Die anschließend von Tilo Felgenhauer vorgestellte Argumentationsanalyse zielt dagegen auf die Mikrostrukturen des Diskurses. Mit der Analyse von Argumentationsmustern und –regeln sollen „raumrelevante Vorannahmen und das implizite Wissen“ (S. 262), das unterstellt werden muss, um einem Argument in eine bestimmte Richtung folgen zu können, herausgearbeitet werden. Gegenüber dem dekonstruktivistischen Gestus des Poststrukturalismus zielt die Argumentationsanalyse vielmehr auf die Rekonstruktion raumbezogener kultureller und sozialer Phänomene, die ausgehend von Argumenten über die Schlussregeln und das Hintergrundwissen vom Forscher ausgedeutet und rekonstruiert werden. Auf der anderen Seite unterstreicht die Argumentationsanalyse die Regeln und Mechanismen der Hervorbringung von Räumen. Damit scheint sie sich zwischen rekonstruktiven Sinnanalysen und dekonstruktiven Formanalysen zu positionieren.
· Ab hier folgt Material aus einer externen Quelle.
fn non_blank(value: &str) -> Option<String> {
    (!value.is_empty()).then(|| value.to_string())
}

#[derive(Debug, Deserialize)]
struct DocRow<T> {
    doc: T,
}

#[derive(Debug, Deserialize)]
struct CountRow {
    total: u64,
}

/// Shape of a paged listing over one table.
struct Listing {
    table: &'static str,
    sort_field: &'static str,
    filter_fields: &'static [&'static str],
}

const APP_LISTING: Listing = Listing {
    table: "app",
    sort_field: "name",
    filter_fields: &["name"],
};

const USER_LISTING: Listing = Listing {
    table: "user",
    sort_field: "username",
    filter_fields: &["username", "email"],
};

#[derive(Debug, Deserialize)]
struct CodeRow {
    #[allow(dead_code)]
    code: String,
}

/// Shared SurrealDB handle.
#[derive(Clone)]
pub struct SurrealBackend {
    db: Surreal<Any>,
}

impl SurrealBackend {
    /// Connect, sign in when credentials are configured, and select the
    /// namespace and database named by `settings.name`.
    ///
    /// # Errors
    ///
    /// `StorageUnavailable` when the server cannot be reached or rejects
    /// the credentials.
    pub async fn connect(settings: &DatabaseSettings) -> IdentityResult<Self> {
        info!(endpoint = %settings.endpoint, database = %settings.name, "Connecting to SurrealDB");

        let db = any::connect(settings.endpoint.as_str())
            .await
            .map_err(|e| IdentityError::storage("connect", e))?;

        if let (Some(username), Some(password)) = (&settings.username, &settings.password) {
            db.signin(Root { username, password })
                .await
                .map_err(|e| IdentityError::storage("signin", e))?;
        }

        db.use_ns(settings.name.as_str())
            .use_db(settings.name.as_str())
            .await
            .map_err(|e| IdentityError::storage("connect", e))?;

        db.query(SCHEMA)
            .await
            .and_then(|response| response.check())
            .map_err(|e| IdentityError::storage("define_schema", e))?;

        Ok(Self { db })
    }

    /// Listing query: one page of `table` docs plus the total match count.
    async fn fetch_docs<T: DeserializeOwned>(
        &self,
        listing: &Listing,
        filter: &str,
        skip: u64,
        limit: u64,
        operation: &'static str,
    ) -> IdentityResult<Page<T>> {
        let Listing {
            table,
            sort_field,
            filter_fields,
        } = listing;
        let needle = filter.trim().to_lowercase();
        let condition = if needle.is_empty() {
            String::new()
        } else {
            let clauses: Vec<String> = filter_fields
                .iter()
                .map(|field| format!("string::contains(string::lowercase(doc.{field}), $filter)"))
                .collect();
            format!(" WHERE {}", clauses.join(" OR "))
        };
        let window = if limit == 0 { " START $skip" } else { " LIMIT $limit START $skip" };
        let sql = format!(
            "SELECT doc, doc.{sort_field} AS sort_key, doc.id AS sort_id FROM {table}{condition} \
             ORDER BY sort_key, sort_id{window}; \
             SELECT count() AS total FROM {table}{condition} GROUP ALL;"
        );

        let mut response = self
            .db
            .query(sql)
            .bind(("filter", needle))
            .bind(("skip", skip))
            .bind(("limit", limit))
            .await
            .map_err(|e| IdentityError::storage(operation, e))?;
        let rows: Vec<DocRow<T>> = response.take(0).map_err(|e| IdentityError::storage(operation, e))?;
        let counts: Vec<CountRow> = response.take(1).map_err(|e| IdentityError::storage(operation, e))?;

        Ok(Page {
            items: rows.into_iter().map(|row| row.doc).collect(),
            total: counts.first().map_or(0, |row| row.total),
        })
    }

    async fn doc_by_id<T: DeserializeOwned>(&self, table: &'static str, id: &str, operation: &'static str) -> IdentityResult<Option<T>> {
        let mut response = self
            .db
            .query("SELECT VALUE doc FROM type::thing($table, $id)")
            .bind(("table", table))
            .bind(("id", id.to_string()))
            .await
            .map_err(|e| IdentityError::storage(operation, e))?;
        let docs: Vec<T> = response.take(0).map_err(|e| IdentityError::storage(operation, e))?;
        Ok(docs.into_iter().next())
    }

    /// Replace the doc of an existing record; false when there is none.
    async fn replace_doc<T>(&self, table: &'static str, id: &str, doc: T, operation: &'static str) -> IdentityResult<bool>
    where
        T: serde::Serialize + DeserializeOwned + Send + 'static,
    {
        let mut response = self
            .db
            .query("UPDATE type::thing($table, $id) SET doc = $doc RETURN AFTER")
            .bind(("table", table))
            .bind(("id", id.to_string()))
            .bind(("doc", doc))
            .await
            .map_err(|e| IdentityError::storage(operation, e))?;
        let updated: Vec<DocRow<T>> = response.take(0).map_err(|e| IdentityError::storage(operation, e))?;
        Ok(!updated.is_empty())
    }

    /// Create a record; false when one with this id already exists.
    async fn create_doc<T>(&self, table: &'static str, id: &str, doc: T, operation: &'static str) -> IdentityResult<bool>
    where
        T: serde::Serialize + Send + 'static,
    {
        let response = self
            .db
            .query("CREATE type::thing($table, $id) CONTENT { doc: $doc } RETURN NONE")
            .bind(("table", table))
            .bind(("id", id.to_string()))
            .bind(("doc", doc))
            .await
            .map_err(|e| IdentityError::storage(operation, e))?;
        match response.check() {
            Ok(_) => Ok(true),
            Err(e) if e.to_string().contains("already exists") => Ok(false),
            Err(e) => Err(IdentityError::storage(operation, e)),
        }
    }

    async fn delete_doc(&self, table: &'static str, id: &str, operation: &'static str) -> IdentityResult<bool> {
        let mut response = self
            .db
            .query("SELECT VALUE doc.id FROM type::thing($table, $id); DELETE type::thing($table, $id);")
            .bind(("table", table))
            .bind(("id", id.to_string()))
            .await
            .map_err(|e| IdentityError::storage(operation, e))?;
        let existing: Vec<String> = response.take(0).map_err(|e| IdentityError::storage(operation, e))?;
        Ok(!existing.is_empty())
    }
}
Demgegenüber zielt die Aussagenanalyse, die von Annika Mattissek vorgestellt wird, nicht auf die Wissensinhalte des Diskurses, sondern auf die sprachlichen Formen, über die der Diskurs ja nach Kontext sehr unterschiedliches Wissen evoziert. Indem die aus der französischen Tradition der Diskursanalyse stammende Aussagenanalyse die Regeln der Kontextualisierung herausarbeitet, soll auf die Heterogenität, Mehrdeutigkeit und Unvollständigkeit des Diskurses im konkreten Sprachgebrauch hingewiesen werden. In der Sicht der Aussagenanalyse führt der Diskurs ein polyphones Schauspiel auf, das es herauszuarbeiten gilt. Von zentraler Bedeutung ist demnach der Leser, der ausgehend von den sprachlichen Formen des Textes, die sein Kontextwissen aufrufen, Sinn generiert.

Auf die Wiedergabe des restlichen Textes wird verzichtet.